Palatka, Florida, was occupied by the Union forces under Colonel Barton. The force, consisting of infantry and artillery, left Jacksonville on the transports General Hunter, Delaware, Maple Leaf, and Charles Houghton last evening, and, under the direction of good pilots, reached Palatka at about daylight this morning. The night was densely dark, and a terrible thunderstorm added not a little to the difficulty of the passage of the boats up the tortuous channel. The troops disembarked at sunrise, and found but few of the enemy. The Rebels probably had only a small cavalry picket in the town, and on the approach of the Federals it was withdrawn, and the place given up without firing a shot on either side. The town was found entirely deserted, except by three small families, who professed Union sentiments, and desired to remain at their homes.
Posted by BadLeroyDawg
Member since Aug 2013
848 posts
Posted on 3/10/14 at 9:17 pm to
Friday, March 11 1864

Yesterday, Lieutenant General Hiram U. Grant had spent the day in consultations and discussions of management theory with General George Gordon Meade, commander of the Army of the Potomac. This morning, he returned to Washington, but just long enough to catch a train. He was setting out for Nashville, Tennessee, to have just the same sort of meeting with General William T. Sherman, who was henceforth to be the commander in the Western Theater. Sherman had sent Grant a letter after he had been informed that he (Grant) would be placed in command of the overall Union war effort. In the letter, Sherman had strongly recommended that Grant keep his headquarters in the field and stay as far away from Washington as possible, to avoid “meddling” by Lincoln and other politicians.
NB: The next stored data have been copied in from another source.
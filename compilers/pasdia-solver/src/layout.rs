use std::fmt;

use pasdia_protocol::{CaseRole, Sentence};

#[cfg(feature = "serde")]
use serde::Serialize;

use crate::pas::PasSummary;

/// Horizontal nudge, in points, between connectors sharing an endpoint.
pub const OFFSET_STEP: i32 = 5;

const ROLE_LABEL_STYLE: &str =
    "rounded corners=0, draw=black, top color=cyan, bottom color=cyan, text=black, below";

/// Plain connector from a segment to its head.
#[derive(Debug, Clone, Copy, PartialEq, Eq)]
#[cfg_attr(feature = "serde", derive(Serialize))]
pub struct BackboneEdge {
    /// Column of the dependent.
    pub from: usize,
    /// Column of the head.
    pub to: usize,
    pub offset: i32,
}

impl fmt::Display for BackboneEdge {
    fn fmt(&self, f: &mut fmt::Formatter<'_>) -> fmt::Result {
        write!(
            f,
            "\\depedge[edge style={{black}}, edge end x offset={}]{{{}}}{{{}}}{{}}",
            self.offset, self.from, self.to
        )
    }
}

/// Backbone connectors for every non-root segment, in segment order.
///
/// The offset drops by one step each time a segment's head column is already
/// the end of an emitted connector, so arcs stacking onto one head fan out.
pub fn backbone_edges(sentence: &Sentence) -> Vec<BackboneEdge> {
    let mut edges: Vec<BackboneEdge> = Vec::new();
    let mut offset = 0;

    for segment in sentence {
        let head_column = segment.head.column();
        if edges.iter().any(|e| e.to == head_column) {
            offset -= OFFSET_STEP;
        }
        if !segment.is_root() {
            edges.push(BackboneEdge {
                from: segment.id.column(),
                to: head_column,
                offset,
            });
        }
    }

    edges
}

/// Coloured, labelled connector from a predicate to one of its arguments.
#[derive(Debug, Clone, Copy, PartialEq, Eq)]
#[cfg_attr(feature = "serde", derive(Serialize))]
pub struct RoleEdge {
    pub role: CaseRole,
    /// Predicate column.
    pub start: usize,
    /// Argument column.
    pub end: usize,
    pub soffset: i32,
    pub eoffset: i32,
}

impl fmt::Display for RoleEdge {
    fn fmt(&self, f: &mut fmt::Formatter<'_>) -> fmt::Result {
        write!(
            f,
            "\\depedge[style={{{}}}, edge start x offset={}pt, edge end x offset={}pt, edge below, label style={{{}}}]{{{}}}{{{}}}{{{}}}",
            self.role.edge_style(),
            self.soffset,
            self.eoffset,
            ROLE_LABEL_STYLE,
            self.start,
            self.end,
            self.role.label()
        )
    }
}

/// Running offsets for the role edges of one sentence.
#[derive(Debug, Clone, Default)]
pub struct LayoutState {
    soffset: i32,
    eoffset: i32,
    emitted: Vec<RoleEdge>,
}

impl LayoutState {
    pub fn new() -> Self {
        Self::default()
    }

    /// Place a connector from `start` (predicate) to `end` (argument), updating
    /// the running offsets. Self-loops are not placed.
    pub fn place(&mut self, role: CaseRole, start: usize, end: usize) -> Option<RoleEdge> {
        if start == end {
            return None;
        }

        if self.emitted.iter().any(|e| e.start == start) {
            // Signed gap: arguments to the right of the predicate always step down
            if start as i64 - end as i64 > 1 {
                self.soffset = if self.soffset >= 0 {
                    self.soffset + OFFSET_STEP
                } else {
                    OFFSET_STEP
                };
            } else {
                self.soffset -= OFFSET_STEP;
            }
        }
        if self.emitted.iter().any(|e| e.end == end) {
            self.eoffset -= OFFSET_STEP;
        }

        let edge = RoleEdge {
            role,
            start,
            end,
            soffset: self.soffset,
            eoffset: self.eoffset,
        };
        self.emitted.push(edge);
        Some(edge)
    }

    pub fn into_edges(self) -> Vec<RoleEdge> {
        self.emitted
    }
}

/// Role connectors for a sentence: predicates in insertion order, then roles
/// in `ga, o, ni` order. Unresolvable references are skipped.
pub fn role_edges(summary: &PasSummary) -> Vec<RoleEdge> {
    let mut state = LayoutState::new();

    for (predicate, roles) in &summary.roles {
        for role in CaseRole::ALL {
            for link in roles.for_role(role) {
                let Some(argument) = summary.arguments.get(&link.argument) else {
                    continue;
                };
                let (Some(end), Some(start)) = (summary.column_of(argument), summary.column_of(predicate)) else {
                    continue;
                };
                state.place(role, start, end);
            }
        }
    }

    state.into_edges()
}

/// Backbone directives, one per line.
pub fn backbone_block(edges: &[BackboneEdge]) -> String {
    edges
        .iter()
        .map(ToString::to_string)
        .collect::<Vec<_>>()
        .join("\n")
}

/// Role directives, each on its own line after a leading newline.
pub fn role_block(edges: &[RoleEdge]) -> String {
    let mut block = String::from("\n");
    for edge in edges {
        block.push('\n');
        block.push_str(&edge.to_string());
    }
    block
}

#[cfg(test)]
mod tests {
    use super::*;
    use pasdia_protocol::{ArgumentId, Head, RoleLink, RoleSet, Segment, SegmentId};

    fn sentence(heads: &[i64]) -> Sentence {
        Sentence::new(
            heads
                .iter()
                .enumerate()
                .map(|(i, &h)| Segment::new(SegmentId(i as u32), Head::from_raw(h).unwrap()))
                .collect(),
        )
    }

    #[test]
    fn test_backbone_skips_root() {
        let edges = backbone_edges(&sentence(&[1, -1]));
        assert_eq!(edges, vec![BackboneEdge { from: 1, to: 2, offset: 0 }]);
        assert_eq!(
            edges[0].to_string(),
            "\\depedge[edge style={black}, edge end x offset=0]{1}{2}{}"
        );
    }

    #[test]
    fn test_backbone_offsets_for_shared_head() {
        // 0 -> 3, 1 -> 3, 2 -> 3, 3 root
        let edges = backbone_edges(&sentence(&[3, 3, 3, -1]));
        let offsets: Vec<i32> = edges.iter().map(|e| e.offset).collect();
        assert_eq!(offsets, vec![0, -5, -10]);
    }

    #[test]
    fn test_backbone_offset_is_cumulative() {
        // 0 -> 1, 1 -> 3, 2 -> 3, 3 root: only segment 2 shares a head
        let edges = backbone_edges(&sentence(&[1, 3, 3, -1]));
        let offsets: Vec<i32> = edges.iter().map(|e| e.offset).collect();
        assert_eq!(offsets, vec![0, 0, -5]);
    }

    #[test]
    fn test_self_loop_not_placed() {
        let mut state = LayoutState::new();
        assert_eq!(state.place(CaseRole::Ga, 2, 2), None);
        // The skipped loop leaves no endpoint behind
        let edge = state.place(CaseRole::Ga, 3, 2).unwrap();
        assert_eq!((edge.soffset, edge.eoffset), (0, 0));
    }

    #[test]
    fn test_start_offset_grows_for_distant_arguments() {
        let mut state = LayoutState::new();
        let s: Vec<i32> = [1, 2, 3]
            .into_iter()
            .filter_map(|arg| state.place(CaseRole::Ga, 5, arg))
            .map(|e| e.soffset)
            .collect();
        assert_eq!(s, vec![0, 5, 10]);
    }

    #[test]
    fn test_start_offset_shrinks_for_adjacent_or_right_arguments() {
        let mut state = LayoutState::new();
        let s: Vec<i32> = [4, 6, 7]
            .into_iter()
            .filter_map(|arg| state.place(CaseRole::O, 5, arg))
            .map(|e| e.soffset)
            .collect();
        assert_eq!(s, vec![0, -5, -10]);
    }

    #[test]
    fn test_start_offset_resets_when_sign_flips() {
        let mut state = LayoutState::new();
        state.place(CaseRole::Ga, 5, 6);
        let edge = state.place(CaseRole::Ga, 5, 7).unwrap();
        assert_eq!(edge.soffset, -5);
        // Distant argument on the left resets to one positive step
        let edge = state.place(CaseRole::Ni, 5, 1).unwrap();
        assert_eq!(edge.soffset, 5);
    }

    #[test]
    fn test_end_offset_for_shared_argument() {
        let mut state = LayoutState::new();
        state.place(CaseRole::Ga, 3, 1);
        let edge = state.place(CaseRole::O, 4, 1).unwrap();
        assert_eq!((edge.soffset, edge.eoffset), (0, -5));
    }

    fn summary(predicates: &[&str], arguments: &[(u32, &str)], roles: &[(&str, Vec<(CaseRole, u32)>)]) -> PasSummary {
        PasSummary {
            predicates: predicates.iter().map(|s| s.to_string()).collect(),
            arguments: arguments.iter().map(|&(id, s)| (ArgumentId(id), s.to_string())).collect(),
            roles: roles
                .iter()
                .map(|(p, links)| {
                    let set: RoleSet = links
                        .iter()
                        .map(|&(role, id)| RoleLink::new(role, ArgumentId(id)))
                        .collect();
                    (p.to_string(), set)
                })
                .collect(),
        }
    }

    #[test]
    fn test_role_edges_follow_fixed_role_order() {
        let s = summary(
            &["太郎が", "花子に", "本を", "渡した"],
            &[(1, "太郎が"), (2, "花子に"), (3, "本を")],
            &[("渡した", vec![(CaseRole::Ga, 1), (CaseRole::O, 3), (CaseRole::Ni, 2)])],
        );

        let edges = role_edges(&s);
        let order: Vec<(CaseRole, usize, usize)> = edges.iter().map(|e| (e.role, e.start, e.end)).collect();
        assert_eq!(
            order,
            vec![(CaseRole::Ga, 4, 1), (CaseRole::O, 4, 3), (CaseRole::Ni, 4, 2)]
        );
        // gap 1 for the accusative steps down, gap 2 for the dative resets upward
        let soffsets: Vec<i32> = edges.iter().map(|e| e.soffset).collect();
        assert_eq!(soffsets, vec![0, -5, 5]);
    }

    #[test]
    fn test_unresolved_references_are_skipped() {
        let s = summary(
            &["犬が", "走る"],
            &[(1, "犬が"), (2, "どこか")],
            &[("走る", vec![(CaseRole::Ga, 9), (CaseRole::O, 2), (CaseRole::Ni, 1)])],
        );

        let edges = role_edges(&s);
        assert_eq!(edges.len(), 1);
        assert_eq!((edges[0].role, edges[0].start, edges[0].end), (CaseRole::Ni, 2, 1));
    }

    #[test]
    fn test_role_edge_directive() {
        let edge = RoleEdge {
            role: CaseRole::O,
            start: 3,
            end: 1,
            soffset: 5,
            eoffset: -5,
        };
        assert_eq!(
            edge.to_string(),
            "\\depedge[style={cyan, dashed}, edge start x offset=5pt, edge end x offset=-5pt, edge below, \
             label style={rounded corners=0, draw=black, top color=cyan, bottom color=cyan, text=black, below}]{3}{1}{ACC}"
        );
    }

    #[test]
    fn test_blocks() {
        let backbone = vec![
            BackboneEdge { from: 1, to: 2, offset: 0 },
            BackboneEdge { from: 2, to: 3, offset: 0 },
        ];
        assert_eq!(backbone_block(&backbone).lines().count(), 2);
        assert_eq!(role_block(&[]), "\n");
    }
}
This was, in fact, precisely what Grant wound up doing.

Boats under Acting Ensign Henry B. Colby, from the USS Beauregard, and Acting Master George Delap, from the USS Norfolk Packet, seized the British schooner Linda at Mosquito Inlet, Florida, with an assorted cargo including salt, liquor, and coffee.

The USS San Jacinto, under Commander James F. Armstrong, captured the schooner Lealtad, which had run the blockade at Mobile with a cargo of cotton and turpentine.

The chooner Julia Baker was boarded by Confederate partisan guerrilla forces near Newport News, Virginia. After taking $2,500 in cash and capturing the master and five men, the boarders burned the schooner.

The USS Beauregard, Acting Master Francis Burgess piloting, captured the blockade running British sloop Hannah off Mosquito Inlet, Florida, with a cargo of cotton cloth.

A detachment of the Seventh Tennessee cavalry, commanded by Colonel Hawkins, captured eleven guerrillas in the vicinity of Union City, Kentucky.

The United States steamer Aroostook--Lieutenant Commander Chester Hatfield in charge--captured, in in the Gulf of Mexico south of Velasco, Texas, (latitude twenty-eight degrees fifty minutes north, longitude ninety-five degrees five minutes west) the British schooner Mary P. Burton, loaded with a cargo of iron and shot. She cleared from Havana, and purported to be bound to Matamoras. When first seen she was steering direct for Velasco, some two hundred miles out of her course.